Andere Versuche, verschiedene digitale Regime zu verbinden, gehen vorsichtiger vor.

Die hausinterne Datenschutzaufsichtsbehörde der EU, der Europäische Datenschutzbeauftragte, diskutierte bereits 2013 über eine verstärkte Zusammenarbeit zwischen den Digitalregulierungsbehörden und gründete 2016 das Digital Clearinghouse, um „Agenturen aus den Bereichen Wettbewerb, Verbraucherschutz und Datenschutz zusammenzubringen, die bereit sind, Informationen auszutauschen“. und diskutieren, wie Regeln im Interesse des Einzelnen am besten durchgesetzt werden können.“

Aber das Digital Clearinghouse verstrickte sich schnell in rechtliche Fragen, inwieweit Regulierungsbehörden verschiedener Disziplinen und Länder tatsächlich zusammenarbeiten könnten, und agiert heute hauptsächlich als akademisch geführter Think Tank.

Erfahrungen auf der anderen Seite des Ärmelkanals können den Weg in die Zukunft weisen.

Im Jahr 2020 gründeten die britischen Datenschutz-, Wettbewerbs- und Medienaufsichtsbehörden das Digital Regulation Cooperation Forum, um die Zusammenarbeit bei der Online-Regulierung zu stärken. Trotz des umständlichen Namens ist das Gremium vielversprechend gestartet, kündigte im März 2021 ein detailliertes Arbeitsprogramm an und brachte in kurz darauf die Finanzaufsicht. Das Forum hat auch Vollzeitmitarbeiter und hat Anfang dieses Monats einen Google-Manager als Geschäftsführer abgeworben.
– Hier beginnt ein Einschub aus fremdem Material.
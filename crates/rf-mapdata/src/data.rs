//! The map data context
//!
//! [`MapData`] owns every catalog the terrain and furniture definitions refer
//! to. Loading happens in three passes: [`load_json_str`](MapData::load_json_str)
//! (or [`load_object`](MapData::load_object)) per record,
//! [`finalize`](MapData::finalize) once every file is read, then
//! [`check`](MapData::check) for cross-validation.

use std::path::Path;

use rf_units::TimePoint;
use serde_json::Value;

use crate::calendar::{Season, season_of_year};
use crate::catalog::{
    Emit, EmitId, HarvestId, HarvestList, IdCatalog, ItemGroup, ItemGroupId, Trap, TrapId, TrapStrId,
};
use crate::config::MapDataConfig;
use crate::diagnostics::Diagnostics;
use crate::error::LoadError;
use crate::examine::{ExamineActor, ExamineActorTable};
use crate::factory::{GenericFactory, LoadContext};
use crate::flag_registry::FlagRegistry;
use crate::itype::ItemTypes;
use crate::json::{self, JsonObject};
use crate::mapdata::{FurnId, FurnT, TerId, TerT};

/// Record types holding an item definition
const ITEM_TYPES: &[&str] = &["GENERIC", "COMESTIBLE", "TOOL", "AMMO", "item"];

#[derive(Debug, Clone)]
pub struct MapData {
    config: MapDataConfig,
    terrain: GenericFactory<TerT>,
    furniture: GenericFactory<FurnT>,
    flags: FlagRegistry,
    item_types: ItemTypes,
    emits: IdCatalog<Emit>,
    harvests: IdCatalog<HarvestList>,
    traps: IdCatalog<Trap>,
    item_groups: IdCatalog<ItemGroup>,
    actors: ExamineActorTable,
}

impl Default for MapData {
    fn default() -> Self {
        Self::new(MapDataConfig::default())
    }
}

impl MapData {
    pub fn new(config: MapDataConfig) -> Self {
        let mut data = Self {
            terrain: GenericFactory::new(&config),
            furniture: GenericFactory::new(&config),
            flags: FlagRegistry::new(),
            item_types: ItemTypes::new(),
            emits: IdCatalog::new(),
            harvests: IdCatalog::new(),
            traps: IdCatalog::new(),
            item_groups: IdCatalog::new(),
            actors: ExamineActorTable::new(),
            config,
        };
        data.init();
        data
    }

    /// Register the built-in examine actors
    pub fn init(&mut self) {
        self.actors.register_builtin();
    }

    /// Add an examine actor type; definitions loaded afterwards may use it
    pub fn register_actor(&mut self, prototype: Box<dyn ExamineActor>) {
        self.actors.register(prototype);
    }

    /// Load one record, dispatching on its `type`
    pub fn load_object(
        &mut self,
        record: &Value,
        src: &str,
        diag: &mut Diagnostics,
    ) -> Result<(), LoadError> {
        let jo = JsonObject::new(record)?;
        let kind = jo.get_str("type").ok_or(LoadError::MissingType)?;
        match kind {
            "terrain" => {
                let mut ctx = LoadContext {
                    src,
                    config: &self.config,
                    actors: &self.actors,
                    item_groups: &mut self.item_groups,
                };
                self.terrain.load(record, &mut ctx, diag)?;
            }
            "furniture" => {
                let mut ctx = LoadContext {
                    src,
                    config: &self.config,
                    actors: &self.actors,
                    item_groups: &mut self.item_groups,
                };
                self.furniture.load(record, &mut ctx, diag)?;
            }
            "json_flag" => {
                self.flags.load(record)?;
            }
            kind if ITEM_TYPES.contains(&kind) => {
                self.item_types.load(record)?;
            }
            "emit" => {
                self.emits.register(EmitId::new(Self::record_id(jo, "emit")?));
            }
            "harvest" => {
                self.harvests
                    .register(HarvestId::new(Self::record_id(jo, "harvest")?));
            }
            "trap" => {
                self.traps.register(TrapStrId::new(Self::record_id(jo, "trap")?));
            }
            "item_group" => {
                self.item_groups
                    .register(ItemGroupId::new(Self::record_id(jo, "item_group")?));
            }
            other => return Err(LoadError::UnknownType(other.to_string())),
        }
        Ok(())
    }

    fn record_id<'a>(jo: JsonObject<'a>, kind: &'static str) -> Result<&'a str, LoadError> {
        jo.get_str("id").ok_or(LoadError::MissingId { kind })
    }

    /// Load every record of a JSON document. Records that cannot be
    /// registered are reported and skipped; returns how many were loaded.
    pub fn load_json_str(
        &mut self,
        text: &str,
        src: &str,
        diag: &mut Diagnostics,
    ) -> Result<usize, LoadError> {
        let value: Value = serde_json::from_str(text)?;
        let mut loaded = 0;
        for record in json::records(&value)? {
            match self.load_object(record, src, diag) {
                Ok(()) => loaded += 1,
                Err(LoadError::UnknownType(kind)) => {
                    log::debug!(target: "rf_mapdata::data", "skipping record of type {}", kind);
                }
                Err(err) => diag.report(record_context(record), err.to_string()),
            }
        }
        log::debug!(target: "rf_mapdata::data", "loaded {} records from {}", loaded, src);
        Ok(loaded)
    }

    pub fn load_file(
        &mut self,
        path: &Path,
        src: &str,
        diag: &mut Diagnostics,
    ) -> Result<usize, LoadError> {
        let text = std::fs::read_to_string(path).map_err(|e| LoadError::Io {
            path: path.display().to_string(),
            message: e.to_string(),
        })?;
        self.load_json_str(&text, src, diag)
    }

    /// Resolve deferred `copy-from` records, then terrain traps
    pub fn finalize(&mut self, diag: &mut Diagnostics) {
        let mut ctx = LoadContext {
            src: &self.config.core_source,
            config: &self.config,
            actors: &self.actors,
            item_groups: &mut self.item_groups,
        };
        self.terrain.finalize(&mut ctx, diag);
        self.furniture.finalize(&mut ctx, diag);
        self.set_ter_ids(diag);
    }

    fn set_ter_ids(&mut self, diag: &mut Diagnostics) {
        let traps = &self.traps;
        for ter in self.terrain.entries_mut() {
            ter.trap = if ter.trap_id_str.is_empty() {
                TrapId::NULL
            } else {
                match traps.find(&TrapStrId::new(ter.trap_id_str.as_str())) {
                    Some(handle) => handle,
                    None => {
                        diag.report(
                            format!("terrain {}", ter.id),
                            format!("unknown trap {}", ter.trap_id_str),
                        );
                        TrapId::NULL
                    }
                }
            };
        }
    }

    /// Cross-validate every definition
    pub fn check(&self, diag: &mut Diagnostics) {
        for ter in self.terrain.all().iter().skip(1) {
            ter.check(self, diag);
        }
        for furn in self.furniture.all().iter().skip(1) {
            furn.check(self, diag);
        }
    }

    /// Drop every definition; the null entries and actor types stay
    pub fn reset(&mut self) {
        self.terrain.reset(&self.config);
        self.furniture.reset(&self.config);
        self.flags.reset();
        self.item_types.reset();
        self.emits.reset();
        self.harvests.reset();
        self.traps.reset();
        self.item_groups.reset();
    }

    pub fn config(&self) -> &MapDataConfig {
        &self.config
    }

    pub fn terrain(&self) -> &GenericFactory<TerT> {
        &self.terrain
    }

    pub fn furniture(&self) -> &GenericFactory<FurnT> {
        &self.furniture
    }

    pub fn ter(&self, handle: TerId) -> &TerT {
        self.terrain.get(handle)
    }

    pub fn furn(&self, handle: FurnId) -> &FurnT {
        self.furniture.get(handle)
    }

    pub fn flags(&self) -> &FlagRegistry {
        &self.flags
    }

    pub fn item_types(&self) -> &ItemTypes {
        &self.item_types
    }

    pub fn item_types_mut(&mut self) -> &mut ItemTypes {
        &mut self.item_types
    }

    pub fn emits(&self) -> &IdCatalog<Emit> {
        &self.emits
    }

    pub fn harvests(&self) -> &IdCatalog<HarvestList> {
        &self.harvests
    }

    pub fn traps(&self) -> &IdCatalog<Trap> {
        &self.traps
    }

    pub fn item_groups(&self) -> &IdCatalog<ItemGroup> {
        &self.item_groups
    }

    pub fn actors(&self) -> &ExamineActorTable {
        &self.actors
    }

    pub fn season(&self, now: TimePoint) -> Season {
        season_of_year(now, self.config.season_length())
    }
}

/// `type id` of a record for diagnostics
fn record_context(record: &Value) -> String {
    let kind = record.get("type").and_then(Value::as_str).unwrap_or("record");
    let id = record
        .get("id")
        .or_else(|| record.get("abstract"))
        .and_then(Value::as_str)
        .unwrap_or("(no id)");
    format!("{} {}", kind, id)
}
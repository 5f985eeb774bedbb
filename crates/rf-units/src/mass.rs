//! Mass in milligrams

use std::fmt;
use std::str::FromStr;

use serde::{Deserialize, Deserializer, Serialize, Serializer};

use crate::parse::{RawQuantity, UnitError, parse_quantity};

const MASS_UNITS: &[(&str, i64)] = &[("mg", 1), ("g", 1_000), ("kg", 1_000_000)];

/// A mass, stored in milligrams
#[derive(Debug, Clone, Copy, PartialEq, Eq, PartialOrd, Ord, Hash, Default)]
pub struct Mass(i64);

impl Mass {
    pub const ZERO: Mass = Mass(0);
    pub const MAX: Mass = Mass(i64::MAX);

    pub const fn from_milligram(mg: i64) -> Self {
        Mass(mg)
    }

    pub const fn from_gram(g: i64) -> Self {
        Mass(g * 1_000)
    }

    pub const fn from_kilogram(kg: i64) -> Self {
        Mass(kg * 1_000_000)
    }

    pub const fn milligrams(&self) -> i64 {
        self.0
    }
}

impl fmt::Display for Mass {
    fn fmt(&self, f: &mut fmt::Formatter<'_>) -> fmt::Result {
        if self.0 % 1_000_000 == 0 {
            write!(f, "{} kg", self.0 / 1_000_000)
        } else if self.0 % 1_000 == 0 {
            write!(f, "{} g", self.0 / 1_000)
        } else {
            write!(f, "{} mg", self.0)
        }
    }
}

impl FromStr for Mass {
    type Err = UnitError;
    fn from_str(s: &str) -> Result<Self, Self::Err> {
        parse_quantity(s, MASS_UNITS).map(Mass)
    }
}

impl Serialize for Mass {
    fn serialize<S>(&self, serializer: S) -> Result<S::Ok, S::Error>
    where
        S: Serializer,
    {
        serializer.serialize_str(&self.to_string())
    }
}

impl<'de> Deserialize<'de> for Mass {
    fn deserialize<D>(deserializer: D) -> Result<Self, D::Error>
    where
        D: Deserializer<'de>,
    {
        RawQuantity::deserialize(deserializer)?
            .resolve(MASS_UNITS)
            .map(Mass)
            .map_err(serde::de::Error::custom)
    }
}
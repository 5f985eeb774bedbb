//! Terrain/furniture flags and connection groups
//!
//! Flags are free-form strings in definition files. The ones queried on hot
//! paths (movement, vision, fire) are mirrored in [`TerBitflags`] so that a
//! lookup is a single bit test.

use std::collections::BTreeSet;

use bitflags::bitflags;
use serde::{Deserialize, Serialize};
use strum::{Display, EnumIter, EnumString};

bitflags! {
    /// Fast flags; constant names match the flag strings used in data files
    #[derive(Debug, Clone, Copy, PartialEq, Eq, Hash, Default)]
    pub struct TerBitflags: u64 {
        const TRANSPARENT = 1 << 0;
        const FLAMMABLE = 1 << 1;
        const REDUCE_SCENT = 1 << 2;
        const SWIMMABLE = 1 << 3;
        const SUPPORTS_ROOF = 1 << 4;
        const MINEABLE = 1 << 5;
        const NOITEM = 1 << 6;
        const NO_SIGHT = 1 << 7;
        const NO_SCENT = 1 << 8;
        const SEALED = 1 << 9;
        const ALLOW_FIELD_EFFECT = 1 << 10;
        const LIQUID = 1 << 11;
        const COLLAPSES = 1 << 12;
        const FLAMMABLE_ASH = 1 << 13;
        const DESTROY_ITEM = 1 << 14;
        const INDOORS = 1 << 15;
        const LIQUIDCONT = 1 << 16;
        const FIRE_CONTAINER = 1 << 17;
        const FLAMMABLE_HARD = 1 << 18;
        const SUPPRESS_SMOKE = 1 << 19;
        const SHARP = 1 << 20;
        const DIGGABLE = 1 << 21;
        const ROUGH = 1 << 22;
        const UNSTABLE = 1 << 23;
        const WALL = 1 << 24;
        const DEEP_WATER = 1 << 25;
        const SHALLOW_WATER = 1 << 26;
        const NO_SHOOT = 1 << 27;
        const CURRENT = 1 << 28;
        const HARVESTED = 1 << 29;
        const PERMEABLE = 1 << 30;
        const AUTO_WALL_SYMBOL = 1 << 31;
        const CONNECT_TO_WALL = 1 << 32;
        const CLIMBABLE = 1 << 33;
        const GOES_DOWN = 1 << 34;
        const GOES_UP = 1 << 35;
        const NO_FLOOR = 1 << 36;
        const SEEN_FROM_ABOVE = 1 << 37;
        const RAMP_DOWN = 1 << 38;
        const RAMP_UP = 1 << 39;
        const RAMP = 1 << 40;
        const HIDE_PLACE = 1 << 41;
        const BLOCK_WIND = 1 << 42;
        const FLAT = 1 << 43;
        const RAIL = 1 << 44;
        const THIN_OBSTACLE = 1 << 45;
        const SMALL_PASSAGE = 1 << 46;
        const Z_TRANSPARENT = 1 << 47;
        const SUN_ROOF_ABOVE = 1 << 48;
        const FUNGUS = 1 << 49;
    }
}

// Manual serde impl for TerBitflags
impl Serialize for TerBitflags {
    fn serialize<S>(&self, serializer: S) -> Result<S::Ok, S::Error>
    where
        S: serde::Serializer,
    {
        self.bits().serialize(serializer)
    }
}

impl<'de> Deserialize<'de> for TerBitflags {
    fn deserialize<D>(deserializer: D) -> Result<Self, D::Error>
    where
        D: serde::Deserializer<'de>,
    {
        let bits = u64::deserialize(deserializer)?;
        Ok(TerBitflags::from_bits_truncate(bits))
    }
}

/// Visual connection group of a tile
#[derive(
    Debug,
    Clone,
    Copy,
    PartialEq,
    Eq,
    Hash,
    Default,
    Serialize,
    Deserialize,
    Display,
    EnumIter,
    EnumString,
)]
#[strum(serialize_all = "SCREAMING_SNAKE_CASE")]
#[serde(rename_all = "SCREAMING_SNAKE_CASE")]
pub enum ConnectGroup {
    #[default]
    None,
    Wall,
    Chainfence,
    Woodfence,
    Railing,
    Poolwater,
    Water,
    Pavement,
    Rail,
    Counter,
    CanvasWall,
}

/// String flag set with a bit mirror for the fast flags
#[derive(Debug, Clone, Default, PartialEq, Eq)]
pub struct FlagSet {
    names: BTreeSet<String>,
    bits: TerBitflags,
}

impl FlagSet {
    pub fn new() -> Self {
        Self::default()
    }

    /// Insert a flag; returns its fast bit when it has one
    pub fn insert(&mut self, name: &str) -> Option<TerBitflags> {
        self.names.insert(name.to_string());
        let bit = TerBitflags::from_name(name)?;
        self.bits.insert(bit);
        Some(bit)
    }

    pub fn remove(&mut self, name: &str) {
        self.names.remove(name);
        if let Some(bit) = TerBitflags::from_name(name) {
            self.bits.remove(bit);
        }
    }

    pub fn contains(&self, name: &str) -> bool {
        match TerBitflags::from_name(name) {
            Some(bit) => self.bits.contains(bit),
            None => self.names.contains(name),
        }
    }

    pub fn has_bit(&self, bit: TerBitflags) -> bool {
        self.bits.contains(bit)
    }

    pub fn bits(&self) -> TerBitflags {
        self.bits
    }

    pub fn iter(&self) -> impl Iterator<Item = &str> {
        self.names.iter().map(String::as_str)
    }

    pub fn len(&self) -> usize {
        self.names.len()
    }

    pub fn is_empty(&self) -> bool {
        self.names.is_empty()
    }

    pub fn clear(&mut self) {
        self.names.clear();
        self.bits = TerBitflags::empty();
    }
}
Die britischen Aufsichtsbehörden arbeiten nun bei verschiedenen Themen Hand in Hand, darunter eine umfangreiche Untersuchung des Online-Werbeimperiums von Google. Aber es ist nicht narrensicher, da die Regulierungsbehörde des Landes kürzlich den Kaufvertrag von Facebook zum Kauf von Kustomer, einem Softwareunternehmen, das auf Schätzen persönlicher Daten sitzt, ohne Zutun der Datenschutzbehörde genehmigt hat.

Anordnungen wie diese könnten alltäglich werden. Im Oktober kündigten die niederländischen Datenschutz-, Wettbewerbs- und Medienaufsichtsbehörden eine ähnliche Regelung an. Jenseits des Atlantiks versucht die mächtige US-amerikanische Federal Trade Commission unter der neuen Chefin Lina Khan, verschiedene Bereiche ihres großen Auftrags zu vereinen, um das Herz der Geschäftsmodelle von Big Tech zu treffen.

Die von Brüssel vorgeschlagenen neuen digitalen Regeln deuten ebenfalls darauf hin, die Kluft zu überbrücken.

Der Entwurf des Digital Markets Act der EU-Kommission sieht Verbote vor, personenbezogene Daten aus mehreren Quellen ohne Einwilligung des Nutzers zusammenzuführen, sowie Verpflichtungen, „nicht öffentlich zugängliche Daten, die durch Aktivitäten dieser Nutzer generiert werden, im Wettbewerb mit gewerblichen Nutzern zu verwenden“. Geschäftsanwender.“

Es besteht die Hoffnung, dass ein solches gemeinsames Denken Fälle wie Irlands Facebook-Entscheidung vermeiden könnte, die scheinbar in ein legales Niemandsland fallen.

„Die Regulierung von Daten erfordert das Eingreifen verschiedener Behörden, und was wir in Europa vermissen, ist ein Koordinierungsmechanismus zwischen den Behörden“, sagte Alexandre de Streel, akademischer Co-Direktor der Denkfabrik CERRE.

Wie der EU-interne Datenschutzregulator Wojciech Wiewiórowski es ausdrückt: “Wir brauchen einen gemeinsamen Rahmen.”